J’ai fini par oublier le plaisir du stylo qui court sur mon carnet, si ce n’est pour me déverser en pensées réparatrices, ou non, sur mon journal « intime » ; si ce n’est lorsque je joue mon rôle cinématographique d’auteure au bord d’un chaï latte ou d’une bière pour écrire des fragments d’histoires, réelles ou inventées, dans un coffee shop à la bande originale folk ou dans un pub qui sent l’ailleurs.
Et c’est paradoxal car, pleine de cette prise de conscience, de mon envie de transformer cette relation – à mon ordinateur et à l’écriture -, je laisse défiler les mots de cet article sur mon clavier, sans passer par l’étape manuscrite, attablée à une grande enseigne de fast food, la seule dans les parages offrant des prises électriques pour recharger mon ordinateur, obligée de renier tous mes principes pour répondre à l’urgence de laisser courir les mots sur cet espace virtuel que je me suis créé, ne commandant qu’un café alors que je n’aime pas ça, pour ne pas (trop) donner d’argent à une version du monde que j’ai en horreur.
On ne se refait pas : je viens du théâtre, et même à l’écrit, j’ai besoin d’un public.
Je ne suis même pas sûre d’aller vraiment quelque part avec cet article sans fin…
Faire une déclaration d’amour à mon ordinateur ? pas vraiment…
Me convaincre – et vous par la même occasion – que cette relation qui pourrait sembler toxique est « différente » puisqu’elle est une expression fondamentale de ma créativité ? peut-être…

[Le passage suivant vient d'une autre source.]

//! Character decoding for fetched pages.
//!
//! The charset is taken from the `Content-Type` response header when it
//! names one, otherwise from an in-document `<meta>` declaration, otherwise
//! UTF-8. Decoding is lossy and never fails.

#![allow(clippy::expect_used)]

use std::sync::LazyLock;

use encoding_rs::{Encoding, UTF_8};
use regex::Regex;

/// Bytes of the document scanned for a `<meta>` charset declaration.
const SNIFF_LEN: usize = 1024;

/// `charset=` parameter of a Content-Type value.
static HEADER_CHARSET_RE: LazyLock<Regex> = LazyLock::new(|| {
    Regex::new(r#"(?i)charset\s*=\s*["']?([^"';\s]+)"#).expect("HEADER_CHARSET_RE regex")
});

/// `<meta charset="...">` or `<meta http-equiv=... content="...; charset=...">`.
static META_CHARSET_RE: LazyLock<Regex> = LazyLock::new(|| {
    Regex::new(r#"(?i)<meta[^>]+charset\s*=\s*["']?([^"'\s;>]+)"#).expect("META_CHARSET_RE regex")
});

fn lookup(label: &str) -> Option<&'static Encoding> {
    Encoding::for_label(label.trim().as_bytes())
}

/// Encoding named by a `Content-Type` header value, if any.
#[must_use]
pub fn encoding_from_content_type(content_type: &str) -> Option<&'static Encoding> {
    HEADER_CHARSET_RE
        .captures(content_type)
        .and_then(|c| c.get(1))
        .and_then(|m| lookup(m.as_str()))
}

/// Encoding declared by a `<meta>` tag near the top of the document.
#[must_use]
pub fn encoding_from_meta(html: &[u8]) -> Option<&'static Encoding> {
    let head = String::from_utf8_lossy(&html[..html.len().min(SNIFF_LEN)]);
    META_CHARSET_RE
        .captures(&head)
        .and_then(|c| c.get(1))
        .and_then(|m| lookup(m.as_str()))
}

/// Decode a response body to a UTF-8 string.
///
/// Invalid sequences become U+FFFD.
#[must_use]
pub fn decode_body(body: &[u8], content_type: Option<&str>) -> String {
    let encoding = content_type
        .and_then(encoding_from_content_type)
        .or_else(|| encoding_from_meta(body))
        .unwrap_or(UTF_8);

    let (decoded, _, _) = encoding.decode(body);
    decoded.into_owned()
}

D’ailleurs, dans le doute, je pense que je vais m’arrêter là… pourquoi cette succession de phrases devrait-elle tendre vers un but précis ? qui a dit que je devrais toujours donner une morale à mes écrits ? une petite fable qui servirait à toutes et tous ? Je n’ai foutrement aucune idée de l’utilité de cet article, si j’avais plus besoin qu’envie – ou bien le contraire – de l’écrire, mais il est sorti de moi alors autant aller au bout.
Pendant un mois, j’ai joué au jeu du chat et de la souris (AH ! AH ! AH !) avec mon ordinateur, me posant des questions existentielles sur mon rapport à la « machine », à la « technologie ». Interrogeant en filigrane mon rapport à l’écriture. Remettant éternellement en question la valeur de ma voix, la validité de mes mots, la légitimité de mes récits.
Et au bout du bout du bout, je me dis simplement que j’écris donc je suis, j’écris car je suis.
Et je vous dis simplement que, demain, j’achète une machine à écrire sur le bon coin !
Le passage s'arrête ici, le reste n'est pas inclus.